Ginger's downfall or indeed demise was his hatred of motorbikes. Whenever one passed he was out of the shop like a bat out of hell, chasing it. One day Ginger just disappeared. Whether he was stolen in view of his rat killing record or by chasing a motor bike, we never did find out.

Tobacco

Glasgow in the 18 and 1900s was one of the Country's major ports in addition to being the second city in terms of population. Only London had a larger population. Being one of the closest major ports to the east coast of America, exports of tobacco from Virginia made both Bristol and Glasgow major importers with factories producing vast amounts of cigarettes at a time when the health implications had not been thought about. Indeed in the 1940s and 50s in America adverts for cigarettes included Doctors openly recommending a particular brand as being good for you!

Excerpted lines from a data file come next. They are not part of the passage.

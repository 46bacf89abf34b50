mod helpers;

use battleboard_sdk::{
    BattleBoardSDK, ContactFormInput, LoginUserInput, Platform, RegisterUserInput,
    ReminderMethod, SetReminderInput, StatusCode, UpdateMeInput, UpdateNoteInput,
};
use helpers::setup::{register_and_login, spawn_app, verify_email};

#[actix_web::main]
#[test]
async fn test_status_ok() {
    let (_, sdk) = spawn_app().await;
    let res = sdk.status.check_health().await.expect("Expected status");
    assert_eq!(res.message, "Yo! We are up!\r\n");
}

#[actix_web::main]
#[test]
async fn test_register_and_login() {
    let (app, sdk) = spawn_app().await;
    let email_verification_token = verify_email(&app, &sdk, "tourist@example.com").await;
    let res = sdk
        .user
        .register(RegisterUserInput {
            email_verification_token,
            username: "tourist".into(),
            email: "tourist@example.com".into(),
            password: "Str0ng!Passw0rd".into(),
            phone_number: Some("9876543210".into()),
        })
        .await
        .expect("Expected to register user");
    assert_eq!(res.user.username, "tourist");

    for email_or_username in ["tourist", "tourist@example.com"] {
        let login = sdk
            .user
            .login(LoginUserInput {
                email_or_username: email_or_username.into(),
                password: "Str0ng!Passw0rd".into(),
            })
            .await
            .expect("Expected to login");
        assert_eq!(login.user.id, res.user.id);
        assert!(!login.token.is_empty());
    }

    let wrong_password = sdk
        .user
        .login(LoginUserInput {
            email_or_username: "tourist".into(),
            password: "Wr0ng!Passw0rd".into(),
        })
        .await;
    assert!(wrong_password.is_err());
}

#[actix_web::main]
#[test]
async fn test_register_rejects_duplicates_and_weak_passwords() {
    let (app, sdk) = spawn_app().await;
    register_and_login(&app, &sdk, "petr").await;

    let email_verification_token = verify_email(&app, &sdk, "other@example.com").await;
    let duplicate = sdk
        .user
        .register(RegisterUserInput {
            email_verification_token,
            username: "petr".into(),
            email: "other@example.com".into(),
            password: "Str0ng!Passw0rd".into(),
            phone_number: None,
        })
        .await;
    assert_eq!(duplicate.unwrap_err().status(), Some(StatusCode::CONFLICT));

    let email_verification_token = verify_email(&app, &sdk, "weakling@example.com").await;
    let weak = sdk
        .user
        .register(RegisterUserInput {
            email_verification_token,
            username: "weakling".into(),
            email: "weakling@example.com".into(),
            password: "password".into(),
            phone_number: None,
        })
        .await;
    assert_eq!(weak.unwrap_err().status(), Some(StatusCode::BAD_REQUEST));
}

#[actix_web::main]
#[test]
async fn test_register_requires_verified_email() {
    let (app, sdk) = spawn_app().await;
    let input = |email: &str, email_verification_token: String| RegisterUserInput {
        email_verification_token,
        username: "radewoosh".into(),
        email: email.into(),
        password: "Str0ng!Passw0rd".into(),
        phone_number: None,
    };

    let unverified = sdk
        .user
        .register(input("radewoosh@example.com", "not-a-token".into()))
        .await;
    assert_eq!(unverified.unwrap_err().status(), Some(StatusCode::UNAUTHORIZED));

    let email_verification_token = verify_email(&app, &sdk, "someone@example.com").await;
    let other_email = sdk
        .user
        .register(input("radewoosh@example.com", email_verification_token))
        .await;
    assert_eq!(other_email.unwrap_err().status(), Some(StatusCode::UNAUTHORIZED));

    let login = sdk
        .user
        .login(LoginUserInput {
            email_or_username: "radewoosh".into(),
            password: "Str0ng!Passw0rd".into(),
        })
        .await;
    assert!(login.is_err());
}

#[actix_web::main]
#[test]
async fn test_otp_is_single_use() {
    let (app, sdk) = spawn_app().await;
    assert_eq!(
        sdk.user
            .send_otp("not-an-email".into())
            .await
            .unwrap_err()
            .status(),
        Some(StatusCode::BAD_REQUEST)
    );

    sdk.user
        .send_otp("maroonrk@example.com".into())
        .await
        .expect("Expected to send OTP");
    let sent = app.mailer.sent();
    assert_eq!(sent.len(), 1);
    assert_eq!(sent[0].1.subject, "Your OTP for Email Verification");

    let code = app.mailer.last_code_for("maroonrk@example.com").unwrap();
    assert!(sdk
        .user
        .verify_otp("maroonrk@example.com".into(), code.clone())
        .await
        .is_ok());
    assert_eq!(
        sdk.user
            .verify_otp("maroonrk@example.com".into(), code)
            .await
            .unwrap_err()
            .status(),
        Some(StatusCode::BAD_REQUEST)
    );
}

#[actix_web::main]
#[test]
async fn test_reset_password() {
    let (app, sdk) = spawn_app().await;
    register_and_login(&app, &sdk, "errichto").await;

    assert_eq!(
        sdk.user
            .reset_password("not-a-token", "N3w!Passw0rd".into())
            .await
            .unwrap_err()
            .status(),
        Some(StatusCode::UNAUTHORIZED)
    );

    let token = verify_email(&app, &sdk, "errichto@example.com").await;
    let res = sdk
        .user
        .reset_password(&token, "N3w!Passw0rd".into())
        .await
        .expect("Expected to reset password");
    assert_eq!(res.message, "Password reset successfully");

    let login = |password: &str| LoginUserInput {
        email_or_username: "errichto".into(),
        password: password.into(),
    };
    assert!(sdk.user.login(login("Str0ng!Passw0rd")).await.is_err());
    assert!(sdk.user.login(login("N3w!Passw0rd")).await.is_ok());

    let unknown = verify_email(&app, &sdk, "nobody@example.com").await;
    assert_eq!(
        sdk.user
            .reset_password(&unknown, "N3w!Passw0rd".into())
            .await
            .unwrap_err()
            .status(),
        Some(StatusCode::UNAUTHORIZED)
    );
}

#[actix_web::main]
#[test]
async fn test_contact_form() {
    let (app, sdk) = spawn_app().await;
    let res = sdk
        .user
        .contact(ContactFormInput {
            name: "Visitor".into(),
            email: "visitor@example.com".into(),
            message: "<script>alert(1)</script>".into(),
        })
        .await
        .expect("Expected to submit contact form");
    assert_eq!(res.message, "Message sent successfully");

    let sent = app.mailer.sent();
    assert_eq!(sent.len(), 1);
    assert_eq!(sent[0].0, app.config.email.contact_recipient);
    assert!(sent[0].1.html.contains("&lt;script&gt;"));

    let incomplete = sdk
        .user
        .contact(ContactFormInput {
            name: "Visitor".into(),
            email: "visitor@example.com".into(),
            message: " ".into(),
        })
        .await;
    assert_eq!(incomplete.unwrap_err().status(), Some(StatusCode::BAD_REQUEST));
}

#[actix_web::main]
#[test]
async fn test_protected_routes_require_token() {
    let (app, sdk) = spawn_app().await;
    assert_eq!(
        sdk.user.me().await.unwrap_err().status(),
        Some(StatusCode::UNAUTHORIZED)
    );
    assert_eq!(
        sdk.reminder.get_all().await.unwrap_err().status(),
        Some(StatusCode::UNAUTHORIZED)
    );

    let stranger = BattleBoardSDK::with_token(app.address.clone(), "not-a-token");
    assert_eq!(
        stranger.bookmark.get_all().await.unwrap_err().status(),
        Some(StatusCode::UNAUTHORIZED)
    );
}

#[actix_web::main]
#[test]
async fn test_update_me() {
    let (app, sdk) = spawn_app().await;
    let user_sdk = register_and_login(&app, &sdk, "benq").await;

    let res = user_sdk
        .user
        .update_me(UpdateMeInput {
            phone_number: Some("+14155550123".into()),
            ..Default::default()
        })
        .await
        .expect("Expected to update phone number");
    assert_eq!(res.user.phone_number, Some("+14155550123".into()));

    let invalid = user_sdk
        .user
        .update_me(UpdateMeInput {
            phone_number: Some("12".into()),
            ..Default::default()
        })
        .await;
    assert_eq!(invalid.unwrap_err().status(), Some(StatusCode::BAD_REQUEST));

    let me = user_sdk.user.me().await.expect("Expected to get me");
    assert_eq!(me.user.phone_number, Some("+14155550123".into()));
}

#[actix_web::main]
#[test]
async fn test_reminder_crud() {
    let (app, sdk) = spawn_app().await;
    let user_sdk = register_and_login(&app, &sdk, "jiangly").await;

    let res = user_sdk
        .reminder
        .set(SetReminderInput {
            contest_id: 1,
            platform: Platform::Codeforces,
            method: None,
            time_before: None,
            contest_time: 1741527000000,
        })
        .await
        .expect("Expected to set reminder");
    assert_eq!(res.reminders.len(), 1);
    assert_eq!(res.reminders[0].method, ReminderMethod::Email);
    assert_eq!(res.reminders[0].time_before, 60);

    // Setting it again replaces the existing one
    let res = user_sdk
        .reminder
        .set(SetReminderInput {
            contest_id: 1,
            platform: Platform::Codeforces,
            method: Some(ReminderMethod::Sms),
            time_before: Some(15),
            contest_time: 1741527000000,
        })
        .await
        .expect("Expected to replace reminder");
    assert_eq!(res.reminders.len(), 1);
    assert_eq!(res.reminders[0].method, ReminderMethod::Sms);
    assert_eq!(res.reminders[0].time_before, 15);

    let invalid = user_sdk
        .reminder
        .set(SetReminderInput {
            contest_id: 2,
            platform: Platform::Leetcode,
            method: None,
            time_before: Some(0),
            contest_time: 1741527000000,
        })
        .await;
    assert_eq!(invalid.unwrap_err().status(), Some(StatusCode::BAD_REQUEST));

    let res = user_sdk
        .reminder
        .delete(1)
        .await
        .expect("Expected to delete reminder");
    assert!(res.reminders.is_empty());

    // Deleting a missing reminder is fine
    assert!(user_sdk.reminder.delete(1).await.is_ok());
    assert!(user_sdk
        .reminder
        .get_all()
        .await
        .expect("Expected reminders")
        .reminders
        .is_empty());
}

#[actix_web::main]
#[test]
async fn test_bookmarks() {
    let (app, sdk) = spawn_app().await;
    let user_sdk = register_and_login(&app, &sdk, "ecnerwala").await;

    assert!(user_sdk
        .bookmark
        .get_all()
        .await
        .expect("Expected bookmarks")
        .contests
        .is_empty());

    user_sdk.bookmark.add(2).await.expect("Expected to bookmark");
    let res = user_sdk.bookmark.add(3).await.expect("Expected to bookmark");
    assert_eq!(res.bookmarked_contests, vec![2, 3]);

    let bookmarked = user_sdk
        .bookmark
        .get_all()
        .await
        .expect("Expected bookmarks")
        .contests;
    assert_eq!(
        bookmarked.iter().map(|c| c.id).collect::<Vec<_>>(),
        vec![2, 3]
    );

    let res = user_sdk
        .bookmark
        .remove(2)
        .await
        .expect("Expected to remove bookmark");
    assert_eq!(res.bookmarked_contests, vec![3]);
}

#[actix_web::main]
#[test]
async fn test_notes() {
    let (app, sdk) = spawn_app().await;
    let user_sdk = register_and_login(&app, &sdk, "um_nik").await;

    assert_eq!(
        user_sdk.note.get(1).await.unwrap_err().status(),
        Some(StatusCode::NOT_FOUND)
    );

    let res = user_sdk
        .note
        .update(UpdateNoteInput {
            contest_id: 1,
            note: "Practice segment trees".into(),
        })
        .await
        .expect("Expected to save note");
    assert_eq!(res.note.map(|n| n.note), Some("Practice segment trees".into()));

    let note = user_sdk.note.get(1).await.expect("Expected note");
    assert_eq!(note.note, "Practice segment trees");

    let res = user_sdk
        .note
        .update(UpdateNoteInput {
            contest_id: 1,
            note: "  ".into(),
        })
        .await
        .expect("Expected to remove note");
    assert!(res.note.is_none());
    assert!(user_sdk.note.get(1).await.is_err());
}

#[actix_web::main]
#[test]
async fn test_contests_are_public() {
    let (_, sdk) = spawn_app().await;
    let contests = sdk
        .contest
        .get_all()
        .await
        .expect("Expected contests")
        .contests;
    assert_eq!(contests.len(), 3);
    assert_eq!(contests[0].platform, Some(Platform::Codeforces));
    assert_eq!(contests[2].platform, None);
}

One of the factories in Glasgow was that of Stephan Mitchell, a subsidiary of the Imperial Tobacco Company. The general manager was an Austrian Jew called Jacob Kramrisch. It follows that many Jewish immigrants at the turn of the Century found work making cigarettes as did my great uncle who, arriving in the Gorbals around 1900 found lodgings where one of the daughter's got him a job in that factory where she was already working. Sometime later they became husband and wife.

Dixon Blazes

This was a massive steel works on the further South side of the city. Every night they had to clear out the massive furnaces. In the winter when it was dark  at  the  time this would take place the whole sky would light up and was a regular sight viewed by thousands of Glaswegians on a regular basis. Probably changed the procedure during the war as such a beacon of light would be a direction finder for German bombers.